Es necesario generar rupturas en los modos tradicionales de distribuir el tiempo y los espacios en las escuelas, de agrupar a los estudiantes, de organizar el proceso de trabajo de los profesores y de seleccionar los conocimientos puestos a circular, para que vayan cimentando nuevas lógicas, ideologías y culturas escolares, bajo condiciones de producción que hagan pensable y posible otra escolarización. Es tiempo de generar verdaderas marcas re-fundacionales.

La inclusión, un paso al derecho social a la educación

La idea de inclusión resulta extraña a las concepciones con las que se definió tradicionalmente la forma y el contenido de la escolaridad secundaria. Surgida como enseñanza preparatoria para los estudios universitarios, se convirtió en el nivel que seleccionaba a “los mejores” para ocupar los puestos de mando en la sociedad, confirmando un destino socialmente predeterminado. El carácter selectivo resultó, así, el “mandato” estructurante del sentido político-pedagógico del nivel.

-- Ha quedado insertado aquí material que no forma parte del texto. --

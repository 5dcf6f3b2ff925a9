//! `slots` CLI — compute bookable windows from availability and bookings.
//!
//! ## Usage
//!
//! ```sh
//! # Compute bookable windows (request JSON on stdin → windows JSON on stdout)
//! slots compute < request.json
//!
//! # Read from a file, override the request's constraints and clock
//! slots compute -i request.json --minimum-notice 120 --max-per-day 2 --now 2026-03-16T08:00:00
//!
//! # First window of at least 45 minutes
//! slots first -i request.json --min-minutes 45
//!
//! # Expand recurring availability rules into intervals
//! slots expand -i rules.json -o availability.json
//!
//! # Show pipeline stages on stderr
//! slots -vv compute -i request.json
//! ```
//!
//! A request looks like:
//!
//! ```json
//! {
//!   "availability": [{"start": "2026-03-16T09:00:00", "end": "2026-03-16T17:00:00"}],
//!   "taken": [{"start": "2026-03-16T12:00:00", "end": "2026-03-16T13:00:00"}],
//!   "minimum_notice_minutes": 60,
//!   "max_per_day": 3,
//!   "now": "2026-03-16T08:00:00"
//! }
//! ```

use anyhow::{Context, Result};
use chrono::{Duration, Local, NaiveDateTime};
use clap::{ArgAction, Args, Parser, Subcommand};
use serde::Deserialize;
use slot_engine::{
    AvailabilityRule, BookableWindow, ConstraintSettings, Constraints, Interval, SlotError,
};
use std::io::{self, Read};
use tracing_subscriber::filter::LevelFilter;
use tracing_subscriber::EnvFilter;

#[derive(Parser)]
#[command(
    name = "slots",
    version,
    about = "Compute bookable windows from declared availability and bookings"
)]
struct Cli {
    #[command(subcommand)]
    command: Commands,

    /// Increase log verbosity on stderr (-v info, -vv debug). RUST_LOG overrides.
    #[arg(short, long, action = ArgAction::Count, global = true)]
    verbose: u8,
}

#[derive(Subcommand)]
enum Commands {
    /// Compute every bookable window
    Compute {
        #[command(flatten)]
        request: RequestArgs,
    },
    /// Print the first bookable window of at least --min-minutes
    First {
        #[command(flatten)]
        request: RequestArgs,
        /// Minimum window length in minutes
        #[arg(long, default_value_t = 30)]
        min_minutes: i64,
    },
    /// Expand recurring availability rules into intervals
    Expand {
        /// Input file (reads from stdin if omitted)
        #[arg(short, long)]
        input: Option<String>,
        /// Output file (writes to stdout if omitted)
        #[arg(short, long)]
        output: Option<String>,
    },
}

#[derive(Args)]
struct RequestArgs {
    /// Request JSON file (reads from stdin if omitted)
    #[arg(short, long)]
    input: Option<String>,
    /// Output file (writes to stdout if omitted)
    #[arg(short, long)]
    output: Option<String>,
    /// Minimum notice in minutes, overrides the request
    #[arg(long, allow_negative_numbers = true)]
    minimum_notice: Option<i64>,
    /// Maximum bookings per day, overrides the request
    #[arg(long)]
    max_per_day: Option<u32>,
    /// Current time in the owner's zone, overrides the request
    #[arg(long)]
    now: Option<String>,
}

/// A `{start, end}` pair as written in the request.
#[derive(Deserialize)]
struct IntervalInput {
    start: String,
    end: String,
}

#[derive(Deserialize)]
struct AvailabilityRequest {
    availability: Vec<IntervalInput>,
    #[serde(default)]
    taken: Vec<IntervalInput>,
    #[serde(flatten)]
    constraints: ConstraintSettings,
    #[serde(default)]
    now: Option<String>,
}

#[derive(Deserialize)]
struct ExpandRequest {
    timezone: String,
    #[serde(default)]
    until: Option<String>,
    #[serde(default)]
    max_count: Option<u32>,
    rules: Vec<AvailabilityRule>,
}

/// A request with flags applied, ready for the pipeline.
struct Prepared {
    availability: Vec<Interval>,
    taken: Vec<Interval>,
    constraints: Constraints,
    now: NaiveDateTime,
}

fn main() -> Result<()> {
    let cli = Cli::parse();
    init_tracing(cli.verbose);

    match cli.command {
        Commands::Compute { request } => {
            let prepared = prepare(&request)?;
            let windows: Vec<BookableWindow> = slot_engine::compute_availability(
                &prepared.availability,
                &prepared.taken,
                &prepared.constraints,
                prepared.now,
            )
            .iter()
            .map(BookableWindow::from)
            .collect();
            tracing::info!(windows = windows.len(), "computed bookable windows");

            let json = serde_json::to_string_pretty(&windows)?;
            write_output(request.output.as_deref(), &json)?;
        }
        Commands::First {
            request,
            min_minutes,
        } => {
            let min_duration = Duration::try_minutes(min_minutes)
                .with_context(|| format!("--min-minutes out of range: {}", min_minutes))?;
            let prepared = prepare(&request)?;
            let first = slot_engine::find_first_bookable(
                &prepared.availability,
                &prepared.taken,
                &prepared.constraints,
                prepared.now,
                min_duration,
            )
            .map(|w| BookableWindow::from(&w));

            let json = serde_json::to_string_pretty(&first)?;
            write_output(request.output.as_deref(), &json)?;
        }
        Commands::Expand { input, output } => {
            let raw = read_input(input.as_deref())?;
            let req: ExpandRequest =
                serde_json::from_str(&raw).context("Failed to parse rules JSON")?;
            let intervals = slot_engine::expand_rules(
                &req.rules,
                &req.timezone,
                req.until.as_deref(),
                req.max_count,
            )
            .context("Failed to expand availability rules")?;
            tracing::info!(intervals = intervals.len(), "expanded availability rules");

            let json = serde_json::to_string_pretty(&intervals)?;
            write_output(output.as_deref(), &json)?;
        }
    }

    Ok(())
}

/// Install a stderr subscriber. `RUST_LOG` wins over `-v`.
fn init_tracing(verbosity: u8) {
    let level = match verbosity {
        0 => LevelFilter::WARN,
        1 => LevelFilter::INFO,
        _ => LevelFilter::DEBUG,
    };
    let filter = EnvFilter::builder()
        .with_default_directive(level.into())
        .from_env_lossy();
    tracing_subscriber::fmt()
        .with_env_filter(filter)
        .with_writer(io::stderr)
        .with_target(false)
        .init();
}

/// Read and validate a request, then apply command-line overrides.
///
/// The clock is read at most once, and only when neither `--now` nor the
/// request supplies it.
fn prepare(args: &RequestArgs) -> Result<Prepared> {
    let raw = read_input(args.input.as_deref())?;
    let request: AvailabilityRequest =
        serde_json::from_str(&raw).context("Failed to parse request JSON")?;

    let availability = parse_intervals(&request.availability).context("Invalid availability")?;
    let taken = parse_intervals(&request.taken).context("Invalid taken bookings")?;

    let mut settings = request.constraints;
    if let Some(minutes) = args.minimum_notice {
        settings.minimum_notice_minutes = Some(minutes);
    }
    if let Some(max) = args.max_per_day {
        settings.max_per_day = Some(max);
    }
    let constraints = Constraints::try_from(settings).context("Invalid constraints")?;

    let now = match args.now.as_deref().or(request.now.as_deref()) {
        Some(text) => slot_engine::parse_datetime(text).context("Invalid now timestamp")?,
        None => Local::now().naive_local(),
    };

    Ok(Prepared {
        availability,
        taken,
        constraints,
        now,
    })
}

fn parse_intervals(inputs: &[IntervalInput]) -> std::result::Result<Vec<Interval>, SlotError> {
    inputs
        .iter()
        .map(|i| Interval::parse(&i.start, &i.end))
        .collect()
}

fn read_input(path: Option<&str>) -> Result<String> {
    match path {
        Some(path) => {
            std::fs::read_to_string(path).with_context(|| format!("Failed to read file: {}", path))
        }
        None => {
            let mut buf = String::new();
            io::stdin()
                .read_to_string(&mut buf)
                .context("Failed to read from stdin")?;
            Ok(buf)
        }
    }
}

fn write_output(path: Option<&str>, content: &str) -> Result<()> {
    match path {
        Some(path) => {
            std::fs::write(path, content)
                .with_context(|| format!("Failed to write file: {}", path))?;
        }
        None => {
            println!("{}", content);
        }
    }
    Ok(())
}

La masificación –que incorporó a las clases medias y trabajadoras a la educación pública– puso en evidencia que el acceso al nivel medio se había democratizado, pero al mantener la matriz selectiva del modelo escolar, estos sectores vieron dificultadas sus posibilidades de permanecer y egresar.

La reforma educativa de los ’90 fracturó la educación secundaria imprimiendo sobre la legitimación de las desigualdades sociales el sello de la exclusión socioeducativa. El tradicional “nivel medio” de nuestro sistema educativo, luego de aplicada la reforma impulsada por la Ley Federal de Educación, quedó subdividido en segmentos con diferentes nombres y formas de implementación según las jurisdicciones provinciales. La incorporación de adolescentes de sectores sociales tradicionalmente excluidos, a expensas de la “primarización” del primer tramo de la secundaria, no implicó necesariamente un proceso de inclusión, ya que se hizo sin modificar el carácter segregativo inscripto en diversas lógicas y dinámicas institucionales, en la tradición selectiva del currículo y en la concepción meritocrática presente en los mecanismos internos de evaluación y promoción. Y fundamentalmente sin el aumento de la inversión ni el acompañamiento de políticas socioeducativas que garantizaran el acceso, permanencia y egreso de los estudiantes de los segmentos más vulnerables de la sociedad.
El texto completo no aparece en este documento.